Selected Abstract - SITeCS Congress 2022

Elena Olmastroni
Epidemiology and Preventive Pharmacology Service (SEFAP), Department of Pharmacological and Biomolecular Sciences, University of Milan, Milan, Italy and IRCCS MultiMedica, Sesto S. Giovanni (MI), Italy
Federica Galimberti
IRCCS MultiMedica, Sesto S. Giovanni (MI), Italy
Alberico L. Catapano
Epidemiology and Preventive Pharmacology Service (SEFAP), Department of Pharmacological and Biomolecular Sciences, University of Milan, Milan, Italy and IRCCS MultiMedica, Sesto S. Giovanni (MI), Italy
Brian Ference
Centre for Naturally Randomized Trials, University of Cambridge, Cambridge, UK

Abstract

Background: Inherited predisposition to atherosclerosis leads to higher risk for developing coronary heart disease (CHD).
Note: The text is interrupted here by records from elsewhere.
use std::time::Duration;

/// Broker configuration.
#[derive(Clone, Debug)]
pub struct BrokerConfig {
    pub port: u16,
    /// Capacity of each per-connection outbound frame queue.
    pub max_send_queue: usize,
    /// Synthesize EOS when a session has been silent this long.
    pub silence_timeout: Duration,
    /// How long an in-call session may sit idle between utterances.
    pub call_timeout: Duration,
    /// Spacing of the bounded wait for a worker's cancel acknowledgement.
    pub cancel_poll_interval: Duration,
    /// Attempts before giving up on an unresponsive worker.
    pub cancel_poll_count: u32,
    /// Status broadcast channel capacity.
    pub status_capacity: usize,
}

impl Default for BrokerConfig {
    fn default() -> Self {
        Self {
            port: 8888,
            max_send_queue: 256,
            silence_timeout: Duration::from_secs(10),
            call_timeout: Duration::from_secs(60),
            cancel_poll_interval: Duration::from_secs(1),
            cancel_poll_count: 30,
            status_capacity: 64,
        }
    }
}
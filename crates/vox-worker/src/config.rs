use std::time::Duration;

/// Worker process configuration.
#[derive(Clone, Debug)]
pub struct WorkerConfig {
    /// Broker endpoint the worker registers with.
    pub broker_uri: String,
    /// Fixed delay between reconnection attempts.
    pub connect_backoff: Duration,
    /// Cancel the utterance when the decoder has been silent this long.
    pub silence_timeout: Duration,
    /// Spacing of the bounded wait for the decoder's cancel acknowledgement.
    pub cancel_poll_interval: Duration,
    /// Attempts before giving up on an unresponsive decoder.
    pub cancel_poll_count: u32,
}

impl Default for WorkerConfig {
    fn default() -> Self {
        Self {
            broker_uri: "ws://localhost:8888/worker/ws/speech".into(),
            connect_backoff: Duration::from_secs(5),
            silence_timeout: Duration::from_secs(10),
            cancel_poll_interval: Duration::from_secs(1),
            cancel_poll_count: 30,
        }
    }
}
There are mainly two ways to conceptualize inherited risk of CHD: family history and polygenic predisposition. We aimed at assessing the impact of family history of CHD and genetic predisposition in predicting the individual lifetime risk of major coronary events (MCE).
Methods: Using adjusted Cox proportional hazard models, we estimated the lifetime risk of MCE associated with parental family history of CHD and individual genetic predisposition (estimated by a polygenic risk score including 350 variants).
Results: A total of 445,744 UK-Biobank participants were included in the study (mean age 57 years; 54.3% females). Having one parent with a history of CHD increased the lifetime risk of MCE by 75% (HR 1.75, 95%CI 1.70-1.82). Having both parents with a history of CHD further increased the risk (HR 2.78, 95%CI 2.64-2.92) Similarly, a dose-dependent step-wise increase in MCE risk was observed moving from the lowest to the highest decile of the polygenic score. Compared to subjects without family history of CHD and with average level of the polygenic score, having a parental history of CHD determined an increase in lifetime risk of MCE (HR 1.90, 95%CI 1.82-1.98) comparable to belonging to the highest decile of the polygenic score (HR 1.89, 95%CI 1.76-2.02). However, if subjects present both parents with family history of CHD and a very high polygenic predisposition, the risk was even higher (HR 3.54, 95%CI 3.34-3.75), suggesting an additive contribution to the characterization of the lifetime risk.
Conclusions: We described the addictive impact of family history of CHD and individual polygenic predisposition in predicting lifetime risk of MCE. In order to identify subjects at higher risk of having an early event, it is essential to retrieve information about both these hereditary components.